The blog has put a lump in my throat and a tear in my eye - what a well-written, beautiful, warm and honest story. Please give Rigsby a hug from me x


----------



## chaps89 (14 October 2021)

What a lovely blog 💕


----------



## Red-1 (17 October 2021)

Rigsby's breathing has been good, he is up for anything, but we have builders in so he has done nothing for 2 weeks, until today. Well, nothing other than supervise the builders. He was very interested in the pouring of concrete and was every bit the site manager. Since his breathing improved, he has been putting weight back on. He is as far as it wants to be now, so his hay will be cut again to maintenance.

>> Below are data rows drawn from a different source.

//! Proof Key for Code Exchange (RFC 7636) verification.

use base64::prelude::*;
use sha2::{Digest, Sha256};

/// The S256 transformation: base64url(SHA-256(verifier)) without padding.
pub fn s256_challenge(code_verifier: &str) -> String {
    let mut hasher = Sha256::new();
    hasher.update(code_verifier.as_bytes());
    BASE64_URL_SAFE_NO_PAD.encode(hasher.finalize())
}

/// Validate a code verifier against a stored challenge.
///
/// Unknown methods and empty verifiers fail rather than pass.
pub fn validate(method: &str, code_challenge: &str, code_verifier: &str) -> bool {
    if code_verifier.is_empty() || code_challenge.is_empty() {
        return false;
    }

    match method {
        "plain" => code_challenge == code_verifier,
        "S256" => s256_challenge(code_verifier) == code_challenge,
        _ => false,
    }
}

/// Methods accepted at the authorize endpoint.
pub fn is_supported_method(method: &str) -> bool {
    matches!(method, "plain" | "S256")
}
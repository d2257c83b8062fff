//! Handles POST /connect/token - Redeems authorization codes and rotates refresh tokens

use axum::{
    Form, Json,
    extract::{State, rejection::FormRejection},
    http::{HeaderMap, HeaderValue, header},
    response::{IntoResponse, Response},
};

use super::context::AppState;
use crate::errors::OAuthError;
use crate::oauth::{TokenForm, TokenRequest, auth_server::extract_client_auth};

/// POST /connect/token
///
/// Client credentials come from HTTP Basic authentication or, failing
/// that, the `client_id`/`client_secret` form fields. A body that does not
/// parse is an `invalid_request`.
pub async fn handle_token(
    State(state): State<AppState>,
    headers: HeaderMap,
    form: Result<Form<TokenForm>, FormRejection>,
) -> Result<Response, OAuthError> {
    let Form(form) = form?;
    let client_auth = extract_client_auth(
        &headers,
        form.client_id.as_deref(),
        form.client_secret.as_deref(),
    );
    let request = TokenRequest::try_from(form)?;

    let response = state.auth_server.token(request, client_auth).await?;

    let mut response = Json(response).into_response();
    let headers = response.headers_mut();
    headers.insert(header::CACHE_CONTROL, HeaderValue::from_static("no-store"));
    headers.insert(header::PRAGMA, HeaderValue::from_static("no-cache"));
    Ok(response)
}
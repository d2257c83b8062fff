//! Main router configuration assembling the OAuth 2.0 and discovery endpoints.

use axum::{
    Router,
    http::{HeaderValue, Method, header},
    routing::{get, post},
};
use tower_http::{cors::CorsLayer, trace::TraceLayer};

use super::{
    context::AppState,
    handler_authorize::{handle_authorize_get, handle_authorize_post},
    handler_logout::handle_logout,
    handler_revoke::handle_revoke,
    handler_session::handle_session,
    handler_token::handle_token,
    handler_userinfo::handle_userinfo,
    handler_well_known::{jwks_handler, openid_configuration_handler},
};

/// Build the application router
pub fn build_router(ctx: AppState) -> Router {
    let connect_routes = Router::new()
        .route(
            "/authorize",
            get(handle_authorize_get).post(handle_authorize_post),
        )
        .route("/token", post(handle_token))
        .route("/userinfo", get(handle_userinfo).post(handle_userinfo))
        .route("/logout", get(handle_logout))
        .route("/revoke", post(handle_revoke))
        .route("/session", get(handle_session));

    let well_known_routes = Router::new()
        .route("/openid-configuration", get(openid_configuration_handler))
        .route("/jwks.json", get(jwks_handler));

    let cors = cors_layer(ctx.config.cors_allowed_origins.as_ref());

    Router::new()
        .nest("/connect", connect_routes)
        .nest("/.well-known", well_known_routes)
        .layer(cors)
        .layer(TraceLayer::new_for_http())
        .with_state(ctx)
}

fn cors_layer(origins: &[String]) -> CorsLayer {
    let origins: Vec<HeaderValue> = origins
        .iter()
        .filter_map(|origin| match origin.parse::<HeaderValue>() {
            Ok(value) => Some(value),
            Err(err) => {
                tracing::warn!(origin = %origin, error = %err, "ignoring invalid CORS origin");
                None
            }
        })
        .collect();

    CorsLayer::new()
        .allow_origin(origins)
        .allow_methods([Method::GET, Method::POST, Method::OPTIONS])
        .allow_headers([header::CONTENT_TYPE, header::AUTHORIZATION, header::ACCEPT])
}
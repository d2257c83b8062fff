//! Single-use, TTL-bound opaque tokens for handing an authenticated session
//! across a redirect boundary.
//!
//! Tokens are stored under their hash, so the cache never holds a usable
//! credential. Consumption is an atomic get-and-delete.

use async_trait::async_trait;
use serde_json::Value;
use std::collections::HashMap;
use std::sync::Mutex;
use std::time::{Duration, Instant};

use crate::errors::OneTimeTokenError;
use crate::oauth::types::{generate_token, hash_token};

pub type Result<T> = std::result::Result<T, OneTimeTokenError>;

#[async_trait]
pub trait OneTimeTokenBroker: Send + Sync {
    /// Store `payload` and return the opaque token that redeems it.
    async fn issue(&self, payload: &Value, ttl: Duration) -> Result<String>;

    /// Return the payload at most once; `None` once used or expired.
    async fn consume_once(&self, token: &str) -> Result<Option<Value>>;
}

/// Process-local broker for single instance deployments and tests
#[derive(Default)]
pub struct MemoryOneTimeTokenBroker {
    entries: Mutex<HashMap<String, (Value, Instant)>>,
}

impl MemoryOneTimeTokenBroker {
    pub fn new() -> Self {
        Self::default()
    }
}

fn lock_error<E: std::fmt::Display>(e: E) -> OneTimeTokenError {
    OneTimeTokenError::CacheUnavailable(format!("Lock error: {}", e))
}

#[async_trait]
impl OneTimeTokenBroker for MemoryOneTimeTokenBroker {
    async fn issue(&self, payload: &Value, ttl: Duration) -> Result<String> {
        let token = generate_token();
        let now = Instant::now();
        let mut entries = self.entries.lock().map_err(lock_error)?;
        entries.retain(|_, (_, expires_at)| *expires_at > now);
        entries.insert(hash_token(&token), (payload.clone(), now + ttl));
        Ok(token)
    }

    async fn consume_once(&self, token: &str) -> Result<Option<Value>> {
        let mut entries = self.entries.lock().map_err(lock_error)?;
        Ok(entries
            .remove(&hash_token(token))
            .filter(|(_, expires_at)| *expires_at > Instant::now())
            .map(|(payload, _)| payload))
    }
}

#[cfg(feature = "redis")]
pub use redis_broker::RedisOneTimeTokenBroker;

#[cfg(feature = "redis")]
mod redis_broker {
    use super::*;
    use deadpool_redis::Pool;

    /// Redis-backed broker shared by every server instance
    pub struct RedisOneTimeTokenBroker {
        pool: Pool,
        prefix: String,
    }

    impl RedisOneTimeTokenBroker {
        pub fn new(pool: Pool) -> Self {
            Self {
                pool,
                prefix: "authd:ott:".to_string(),
            }
        }

        /// Connect a pool for `redis_url`.
        pub fn from_url(redis_url: &str) -> Result<Self> {
            let pool = deadpool_redis::Config::from_url(redis_url)
                .create_pool(Some(deadpool::Runtime::Tokio1))
                .map_err(|e| OneTimeTokenError::CacheUnavailable(e.to_string()))?;
            Ok(Self::new(pool))
        }

        fn key(&self, token: &str) -> String {
            format!("{}{}", self.prefix, hash_token(token))
        }
    }

    #[async_trait]
    impl OneTimeTokenBroker for RedisOneTimeTokenBroker {
        async fn issue(&self, payload: &Value, ttl: Duration) -> Result<String> {
            let token = generate_token();
            let value = serde_json::to_string(payload)
                .map_err(|e| OneTimeTokenError::SerializationFailed(e.to_string()))?;

            let mut conn = self
                .pool
                .get()
                .await
                .map_err(|e| OneTimeTokenError::CacheUnavailable(e.to_string()))?;

            let _: () = redis::cmd("SET")
                .arg(self.key(&token))
                .arg(value)
                .arg("EX")
                .arg(ttl.as_secs().max(1))
                .query_async(&mut conn)
                .await
                .map_err(|e| OneTimeTokenError::CacheUnavailable(e.to_string()))?;

            Ok(token)
        }

        async fn consume_once(&self, token: &str) -> Result<Option<Value>> {
            let mut conn = self
                .pool
                .get()
                .await
                .map_err(|e| OneTimeTokenError::CacheUnavailable(e.to_string()))?;

            let value: Option<String> = redis::cmd("GETDEL")
                .arg(self.key(token))
                .query_async(&mut conn)
                .await
                .map_err(|e| OneTimeTokenError::CacheUnavailable(e.to_string()))?;

            value
                .map(|value| {
                    serde_json::from_str(&value)
                        .map_err(|e| OneTimeTokenError::SerializationFailed(e.to_string()))
                })
                .transpose()
        }
    }
}

#[cfg(test)]
mod tests {
    use super::*;
    use serde_json::json;
    use std::sync::Arc;

    #[tokio::test]
    async fn test_consume_once() {
        let broker = MemoryOneTimeTokenBroker::new();
        let payload = json!({"user_id": "user-1"});
        let token = broker.issue(&payload, Duration::from_secs(60)).await.unwrap();

        assert_eq!(broker.consume_once(&token).await.unwrap(), Some(payload));
        assert_eq!(broker.consume_once(&token).await.unwrap(), None);
    }

    #[tokio::test]
    async fn test_unknown_token() {
        let broker = MemoryOneTimeTokenBroker::new();
        assert_eq!(broker.consume_once("nope").await.unwrap(), None);
    }

    #[tokio::test]
    async fn test_expired_token() {
        let broker = MemoryOneTimeTokenBroker::new();
        let token = broker
            .issue(&json!({"user_id": "user-1"}), Duration::ZERO)
            .await
            .unwrap();
        assert_eq!(broker.consume_once(&token).await.unwrap(), None);
    }

    #[tokio::test]
    async fn test_concurrent_consume_single_winner() {
        let broker = Arc::new(MemoryOneTimeTokenBroker::new());
        let token = broker
            .issue(&json!({"user_id": "user-1"}), Duration::from_secs(60))
            .await
            .unwrap();

        let attempts = (0..8).map(|_| {
            let broker = broker.clone();
            let token = token.clone();
            tokio::spawn(async move { broker.consume_once(&token).await })
        });
        let results = futures::future::join_all(attempts).await;
        let winners = results
            .into_iter()
            .filter(|result| matches!(result, Ok(Ok(Some(_)))))
            .count();
        assert_eq!(winners, 1);
    }
}
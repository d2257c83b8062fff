//! RSA signing key lifecycle: bootstrap, rotation, JWKS publication and
//! RS256 signing/verification.
//!
//! Key material is persisted as JWK-shaped JSON through [`SigningKeyStore`].
//! The active key is cached as an `Arc<SigningCredentials>`; rotation swaps
//! the cache but never invalidates credentials a request already holds.

use base64::prelude::*;
use chrono::{DateTime, Utc};
use jsonwebtoken::{Algorithm, DecodingKey, EncodingKey, Header, Validation};
use rsa::pkcs8::{EncodePrivateKey, LineEnding};
use rsa::traits::{PrivateKeyParts, PublicKeyParts};
use rsa::{BigUint, RsaPrivateKey};
use serde::de::DeserializeOwned;
use serde::{Deserialize, Serialize};
use serde_json::{Value, json};
use std::sync::Arc;
use std::time::{Duration, Instant};
use tokio::sync::{Mutex, RwLock};
use ulid::Ulid;
use uuid::Uuid;

use crate::errors::{KeyError, StorageError};
use crate::oauth::types::SigningKey;
use crate::storage::traits::OAuthStorage;

/// RSA modulus size for generated keys
pub const RSA_KEY_BITS: usize = 2048;

/// The only signing algorithm issued by this server
pub const SIGNING_ALGORITHM: &str = "RS256";

/// Public JWK as published in the JWKS document
#[derive(Debug, Clone, PartialEq, Eq, Serialize, Deserialize)]
pub struct JsonWebKey {
    pub kty: String,
    #[serde(rename = "use")]
    pub key_use: String,
    pub kid: String,
    pub alg: String,
    pub n: String,
    pub e: String,
}

/// JWKS document
#[derive(Debug, Clone, Default, Serialize, Deserialize)]
pub struct JsonWebKeySet {
    pub keys: Vec<JsonWebKey>,
}

impl JsonWebKeySet {
    pub fn find(&self, kid: &str) -> Option<&JsonWebKey> {
        self.keys.iter().find(|key| key.kid == kid)
    }
}

/// Private signing material for one key, ready to sign JWTs
pub struct SigningCredentials {
    key_id: String,
    encoding_key: EncodingKey,
}

impl SigningCredentials {
    pub fn key_id(&self) -> &str {
        &self.key_id
    }

    /// Sign claims as an RS256 JWT with the `kid` header set.
    pub fn sign<T: Serialize>(&self, claims: &T) -> Result<String, KeyError> {
        let mut header = Header::new(Algorithm::RS256);
        header.kid = Some(self.key_id.clone());
        jsonwebtoken::encode(&header, claims, &self.encoding_key)
            .map_err(|e| KeyError::SigningFailed(e.to_string()))
    }
}

impl std::fmt::Debug for SigningCredentials {
    fn fmt(&self, f: &mut std::fmt::Formatter<'_>) -> std::fmt::Result {
        f.debug_struct("SigningCredentials")
            .field("key_id", &self.key_id)
            .finish_non_exhaustive()
    }
}

/// Result of a key rotation
#[derive(Debug, Clone, PartialEq, Eq)]
pub struct KeyRotation {
    pub key_id: String,
    pub previous_key_id: Option<String>,
}

struct CachedCredentials {
    credentials: Arc<SigningCredentials>,
    loaded_at: Instant,
}

/// Owns the active signing key and the verification key set
pub struct SigningKeyManager {
    storage: Arc<dyn OAuthStorage>,
    cache: RwLock<Option<CachedCredentials>>,
    write_lock: Mutex<()>,
    cache_ttl: Duration,
}

impl SigningKeyManager {
    pub fn new(storage: Arc<dyn OAuthStorage>, cache_ttl: Duration) -> Self {
        Self {
            storage,
            cache: RwLock::new(None),
            write_lock: Mutex::new(()),
            cache_ttl,
        }
    }

    /// Credentials of the single active key.
    ///
    /// Generates and persists a key on first use when none exists.
    pub async fn get_active_signing_credentials(
        &self,
    ) -> Result<Arc<SigningCredentials>, KeyError> {
        if let Some(credentials) = self.cached().await {
            return Ok(credentials);
        }

        let _guard = self.write_lock.lock().await;
        if let Some(credentials) = self.cached().await {
            return Ok(credentials);
        }

        let key = match self.storage.get_active_signing_key().await? {
            Some(key) => key,
            None => {
                let key = generate_signing_key().await?;
                activate_or_adopt(self.storage.as_ref(), key).await?
            }
        };

        let credentials = Arc::new(credentials_from_key(&key)?);
        self.store_cache(credentials.clone()).await;
        Ok(credentials)
    }

    /// Public keys of every key that is active or not yet expired.
    pub async fn get_verification_key_set(&self) -> Result<JsonWebKeySet, KeyError> {
        let now = Utc::now();
        let keys = self.storage.list_signing_keys().await?;
        let keys = keys
            .iter()
            .filter(|key| key.is_verifiable(now))
            .map(public_jwk)
            .collect::<Result<Vec<_>, _>>()?;
        Ok(JsonWebKeySet { keys })
    }

    /// Generate a new active key. The previous key is demoted but stays in
    /// the verification set until it is given an expiry.
    pub async fn rotate_key(&self) -> Result<KeyRotation, KeyError> {
        let _guard = self.write_lock.lock().await;

        let key = generate_signing_key().await?;
        let previous_key_id = self.storage.activate_signing_key(&key).await?;
        let credentials = Arc::new(credentials_from_key(&key)?);
        self.store_cache(credentials).await;

        tracing::info!(kid = %key.key_id, previous = ?previous_key_id, "rotated signing key");

        Ok(KeyRotation {
            key_id: key.key_id,
            previous_key_id,
        })
    }

    /// Bound how long a demoted key stays in the verification set.
    pub async fn expire_key(
        &self,
        key_id: &str,
        expires_at: DateTime<Utc>,
    ) -> Result<(), KeyError> {
        let keys = self.storage.list_signing_keys().await?;
        match keys.iter().find(|key| key.key_id == key_id) {
            Some(key) if key.is_active => Err(KeyError::ActiveKey(key_id.to_string())),
            Some(_) => {
                self.storage
                    .set_signing_key_expiration(key_id, Some(expires_at))
                    .await?;
                Ok(())
            }
            None => Err(KeyError::UnknownKeyId(key_id.to_string())),
        }
    }

    /// Verify an RS256 JWT against the verification key set.
    pub async fn verify<T: DeserializeOwned>(
        &self,
        token: &str,
        validation: &Validation,
    ) -> Result<T, KeyError> {
        let header = jsonwebtoken::decode_header(token)
            .map_err(|e| KeyError::VerificationFailed(e.to_string()))?;
        if header.alg != Algorithm::RS256 {
            return Err(KeyError::VerificationFailed(format!(
                "unexpected algorithm {:?}",
                header.alg
            )));
        }
        let kid = header
            .kid
            .ok_or_else(|| KeyError::VerificationFailed("missing kid".to_string()))?;

        let key_set = self.get_verification_key_set().await?;
        let jwk = key_set
            .find(&kid)
            .ok_or_else(|| KeyError::UnknownKeyId(kid.clone()))?;
        let decoding_key = DecodingKey::from_rsa_components(&jwk.n, &jwk.e)
            .map_err(|e| KeyError::InvalidKeyMaterial(kid.clone(), e.to_string()))?;

        jsonwebtoken::decode::<T>(token, &decoding_key, validation)
            .map(|data| data.claims)
            .map_err(|e| KeyError::VerificationFailed(e.to_string()))
    }

    async fn cached(&self) -> Option<Arc<SigningCredentials>> {
        let cache = self.cache.read().await;
        cache
            .as_ref()
            .filter(|cached| cached.loaded_at.elapsed() < self.cache_ttl)
            .map(|cached| cached.credentials.clone())
    }

    async fn store_cache(&self, credentials: Arc<SigningCredentials>) {
        let mut cache = self.cache.write().await;
        *cache = Some(CachedCredentials {
            credentials,
            loaded_at: Instant::now(),
        });
    }
}

fn encode_uint(value: &BigUint) -> String {
    BASE64_URL_SAFE_NO_PAD.encode(value.to_bytes_be())
}

fn decode_uint(jwk: &Value, field: &str, kid: &str) -> Result<BigUint, KeyError> {
    let encoded = jwk
        .get(field)
        .and_then(Value::as_str)
        .ok_or_else(|| KeyError::InvalidKeyMaterial(kid.to_string(), format!("missing {field}")))?;
    let bytes = BASE64_URL_SAFE_NO_PAD
        .decode(encoded)
        .map_err(|e| KeyError::InvalidKeyMaterial(kid.to_string(), format!("{field}: {e}")))?;
    Ok(BigUint::from_bytes_be(&bytes))
}

fn jwk_string(jwk: &Value, field: &str, kid: &str) -> Result<String, KeyError> {
    jwk.get(field)
        .and_then(Value::as_str)
        .map(str::to_string)
        .ok_or_else(|| KeyError::InvalidKeyMaterial(kid.to_string(), format!("missing {field}")))
}

/// Generate a new RSA key on the blocking pool.
pub async fn generate_signing_key() -> Result<SigningKey, KeyError> {
    tokio::task::spawn_blocking(build_signing_key)
        .await
        .map_err(|e| KeyError::GenerationFailed(e.to_string()))?
}

/// Activate a freshly generated bootstrap key. When another instance wins
/// the race and its key is already active, that key is used instead.
async fn activate_or_adopt(
    storage: &dyn OAuthStorage,
    key: SigningKey,
) -> Result<SigningKey, KeyError> {
    match storage.activate_signing_key(&key).await {
        Ok(_) => {
            tracing::info!(kid = %key.key_id, "bootstrapped signing key");
            Ok(key)
        }
        Err(StorageError::Duplicate(message)) => {
            match storage.get_active_signing_key().await? {
                Some(active) => {
                    tracing::info!(kid = %active.key_id, "adopted signing key bootstrapped elsewhere");
                    Ok(active)
                }
                None => Err(StorageError::Duplicate(message).into()),
            }
        }
        Err(err) => Err(err.into()),
    }
}

fn build_signing_key() -> Result<SigningKey, KeyError> {
    let mut rng = rand::rngs::OsRng;
    let private_key = RsaPrivateKey::new(&mut rng, RSA_KEY_BITS)
        .map_err(|e| KeyError::GenerationFailed(e.to_string()))?;

    let key_id = Ulid::new().to_string();
    let n = encode_uint(private_key.n());
    let e = encode_uint(private_key.e());

    let primes = private_key.primes();
    if primes.len() != 2 {
        return Err(KeyError::GenerationFailed(format!(
            "expected two primes, got {}",
            primes.len()
        )));
    }
    let missing = |field: &str| KeyError::GenerationFailed(format!("missing {field}"));
    let dp = private_key.dp().ok_or_else(|| missing("dp"))?;
    let dq = private_key.dq().ok_or_else(|| missing("dq"))?;
    let (_, qi) = private_key.qinv().ok_or_else(|| missing("qi"))?.to_bytes_be();

    let public_key = json!({
        "kty": "RSA",
        "n": n,
        "e": e,
    });
    let private_jwk = json!({
        "kty": "RSA",
        "n": n,
        "e": e,
        "d": encode_uint(private_key.d()),
        "p": encode_uint(&primes[0]),
        "q": encode_uint(&primes[1]),
        "dp": encode_uint(dp),
        "dq": encode_uint(dq),
        "qi": BASE64_URL_SAFE_NO_PAD.encode(qi),
    });

    Ok(SigningKey {
        id: Uuid::new_v4().to_string(),
        key_id,
        algorithm: SIGNING_ALGORITHM.to_string(),
        public_key,
        private_key: private_jwk,
        is_active: true,
        expires_at: None,
        created_at: Utc::now(),
    })
}

/// Rebuild signing credentials from a stored private JWK.
fn credentials_from_key(key: &SigningKey) -> Result<SigningCredentials, KeyError> {
    let kid = key.key_id.as_str();
    let jwk = &key.private_key;
    let invalid = |e: String| KeyError::InvalidKeyMaterial(kid.to_string(), e);

    let mut private_key = RsaPrivateKey::from_components(
        decode_uint(jwk, "n", kid)?,
        decode_uint(jwk, "e", kid)?,
        decode_uint(jwk, "d", kid)?,
        vec![decode_uint(jwk, "p", kid)?, decode_uint(jwk, "q", kid)?],
    )
    .map_err(|e| invalid(e.to_string()))?;
    private_key.precompute().map_err(|e| invalid(e.to_string()))?;

    let pem = private_key
        .to_pkcs8_pem(LineEnding::LF)
        .map_err(|e| invalid(e.to_string()))?;
    let encoding_key =
        EncodingKey::from_rsa_pem(pem.as_bytes()).map_err(|e| invalid(e.to_string()))?;

    Ok(SigningCredentials {
        key_id: key.key_id.clone(),
        encoding_key,
    })
}

fn public_jwk(key: &SigningKey) -> Result<JsonWebKey, KeyError> {
    Ok(JsonWebKey {
        kty: "RSA".to_string(),
        key_use: "sig".to_string(),
        kid: key.key_id.clone(),
        alg: key.algorithm.clone(),
        n: jwk_string(&key.public_key, "n", &key.key_id)?,
        e: jwk_string(&key.public_key, "e", &key.key_id)?,
    })
}

/// RS256 validation with issuer and audience pinned.
pub fn rs256_validation(issuer: &str, audience: &str) -> Validation {
    let mut validation = Validation::new(Algorithm::RS256);
    validation.set_issuer(&[issuer]);
    validation.set_audience(&[audience]);
    validation
}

It is coming up to mum's internment in the churchyard. Today, I practiced the route with Rigsby and timed it. 15 minutes dead (pardon the pun).

I know this is the right thing, to carry mum there on Rigsby (ashes, obviously, not a whole body!) for her last journey, as it felt very moving just in today's walk round.

I  even wondered how I would manage when it was time to hand the ashes over after such a personal time on the journey; now that would be a first for the vicar, I'm sure. a relative refusing to allow the ashes to be interned on the day.

I  shed a tear on the way home.

I took a couple of photos on our practice run, to send to his previous owner, who had messaged enquiring about him. He is wearing a Kimblewick as he has 2 very petite riders, and I don't want any misunderstandings.


----------



## southerncomfort (17 October 2021)

That sounds like a lovely way to honour your mum Red.


----------



## ycbm (17 October 2021)

What a fabulous way for Rigsby  to continue to help you with dealing with the loss of your mother.  It quite brought a tear to my eye,  Red.
.


----------



## Red-1 (24 October 2021)

Building work has not gone well, lost the builders with the work only half done. The yard was dug up, the lawn like a swamp, no drainage, lost cash etc... However, some heroic people have stepped in and we almost have a functional yard. Thank goodness for nice people!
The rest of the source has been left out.